>>>

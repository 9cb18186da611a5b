use std::cell::RefCell;
use std::collections::HashMap;
use std::rc::Rc;

use crate::error::Error;
use crate::ir::{
    ArgType, Argument, AttributeValue, Attributes, Node, NodeType, OnnxGraph, TensorData,
    TensorType,
};
use crate::tensor::Tensor;

/// Mutable state shared between a [`Tracer`] and the [`Value`] handles it
/// hands out. Operations on values append nodes here as they execute.
#[derive(Debug, Default)]
struct GraphState {
    nodes: Vec<Node>,
    inputs: Vec<Argument>,
    initializers: HashMap<String, TensorData>,
    counters: HashMap<NodeType, usize>,
}

impl GraphState {
    /// Produce a fresh node name, e.g. "gelu1", "add2". Counters are
    /// per-operator so trace order fully determines naming.
    fn node_name(&mut self, node_type: NodeType) -> String {
        let counter = self.counters.entry(node_type).or_insert(0);
        *counter += 1;
        format!("{}{}", node_type.to_string().to_lowercase(), counter)
    }
}

/// Records the operations a model performs on sample data, building a
/// static graph representation from the dynamic execution.
pub struct Tracer {
    state: Rc<RefCell<GraphState>>,
}

impl Default for Tracer {
    fn default() -> Self {
        Self::new()
    }
}

impl Tracer {
    pub fn new() -> Self {
        Self {
            state: Rc::new(RefCell::new(GraphState::default())),
        }
    }

    /// Register a graph input with the type observed on the sample tensor.
    pub fn input(&self, name: impl Into<String>, sample: &Tensor) -> Value {
        let arg = Argument::new(
            name,
            ArgType::Tensor(TensorType {
                elem_type: crate::ir::ElementType::Float32,
                rank: sample.rank(),
                static_shape: Some(sample.shape.clone()),
            }),
        );
        self.state.borrow_mut().inputs.push(arg.clone());
        Value {
            name: arg.name,
            ty: arg.ty,
            state: self.state.clone(),
        }
    }

    /// Record a `Constant` node carrying the given tensor data.
    pub fn constant(&self, data: TensorData) -> Value {
        let mut state = self.state.borrow_mut();
        let name = state.node_name(NodeType::Constant);
        let output = Argument::new(format!("{name}_out1"), data.tensor_type());
        let mut attrs = Attributes::new();
        attrs.insert("value".to_string(), AttributeValue::Tensor(data));
        state.nodes.push(Node {
            node_type: NodeType::Constant,
            name,
            inputs: vec![],
            outputs: vec![output.clone()],
            attrs,
        });
        drop(state);
        Value {
            name: output.name,
            ty: output.ty,
            state: self.state.clone(),
        }
    }

    /// Finish the trace, turning the recorded nodes into a graph with the
    /// given values as outputs.
    pub fn finish(self, outputs: &[Value]) -> Result<OnnxGraph, Error> {
        for value in outputs {
            if !Rc::ptr_eq(&value.state, &self.state) {
                return Err(Error::Trace(format!(
                    "output '{}' was produced by a different trace",
                    value.name
                )));
            }
        }
        let state = self.state.borrow();
        Ok(OnnxGraph {
            nodes: state.nodes.clone(),
            inputs: state.inputs.clone(),
            outputs: outputs
                .iter()
                .map(|value| Argument::new(value.name.clone(), value.ty.clone()))
                .collect(),
            initializers: state.initializers.clone(),
        })
    }
}

/// A handle to a tensor flowing through a trace. Operations on values both
/// describe the computation and append the corresponding node to the graph.
#[derive(Debug, Clone)]
pub struct Value {
    name: String,
    ty: ArgType,
    state: Rc<RefCell<GraphState>>,
}

impl Value {
    pub fn name(&self) -> &str {
        &self.name
    }

    pub fn ty(&self) -> &ArgType {
        &self.ty
    }

    /// Applies the exact (non-approximated) GELU activation.
    pub fn gelu(&self) -> Value {
        let mut attrs = Attributes::new();
        attrs.insert(
            "approximate".to_string(),
            AttributeValue::String("none".to_string()),
        );
        self.unary(NodeType::Gelu, attrs)
    }

    /// Applies the Gauss error function element-wise.
    pub fn erf(&self) -> Value {
        self.unary(NodeType::Erf, Attributes::new())
    }

    /// Element-wise square root.
    pub fn sqrt(&self) -> Value {
        self.unary(NodeType::Sqrt, Attributes::new())
    }

    pub fn add(&self, rhs: &Value) -> Value {
        self.binary(NodeType::Add, rhs)
    }

    pub fn sub(&self, rhs: &Value) -> Value {
        self.binary(NodeType::Sub, rhs)
    }

    pub fn mul(&self, rhs: &Value) -> Value {
        self.binary(NodeType::Mul, rhs)
    }

    pub fn div(&self, rhs: &Value) -> Value {
        self.binary(NodeType::Div, rhs)
    }

    /// Record an elementwise unary node. The output type is the same as the
    /// input type.
    fn unary(&self, node_type: NodeType, attrs: Attributes) -> Value {
        let mut state = self.state.borrow_mut();
        let name = state.node_name(node_type);
        let output = Argument::new(format!("{name}_out1"), self.ty.clone());
        state.nodes.push(Node {
            node_type,
            name,
            inputs: vec![Argument::new(self.name.clone(), self.ty.clone())],
            outputs: vec![output.clone()],
            attrs,
        });
        drop(state);
        Value {
            name: output.name,
            ty: output.ty,
            state: self.state.clone(),
        }
    }

    /// Record an elementwise binary node. Broadcasting picks the higher-rank
    /// operand's type for the output.
    fn binary(&self, node_type: NodeType, rhs: &Value) -> Value {
        assert!(
            Rc::ptr_eq(&self.state, &rhs.state),
            "cannot combine values from different traces"
        );
        let output_ty = if rhs.ty.rank() > self.ty.rank() {
            rhs.ty.clone()
        } else {
            self.ty.clone()
        };
        let mut state = self.state.borrow_mut();
        let name = state.node_name(node_type);
        let output = Argument::new(format!("{name}_out1"), output_ty);
        state.nodes.push(Node {
            node_type,
            name,
            inputs: vec![
                Argument::new(self.name.clone(), self.ty.clone()),
                Argument::new(rhs.name.clone(), rhs.ty.clone()),
            ],
            outputs: vec![output.clone()],
            attrs: Attributes::new(),
        });
        drop(state);
        Value {
            name: output.name,
            ty: output.ty,
            state: self.state.clone(),
        }
    }
}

<<<

• _Activity_
Whenever a line above contains "attrs", copy that line.

• _Solution to the problem_
        let mut attrs = Attributes::new();
        attrs.insert("value".to_string(), AttributeValue::Tensor(data));
            attrs,
        let mut attrs = Attributes::new();
        attrs.insert(
        self.unary(NodeType::Gelu, attrs)
    fn unary(&self, node_type: NodeType, attrs: Attributes) -> Value {
            attrs,
            attrs: Attributes::new(),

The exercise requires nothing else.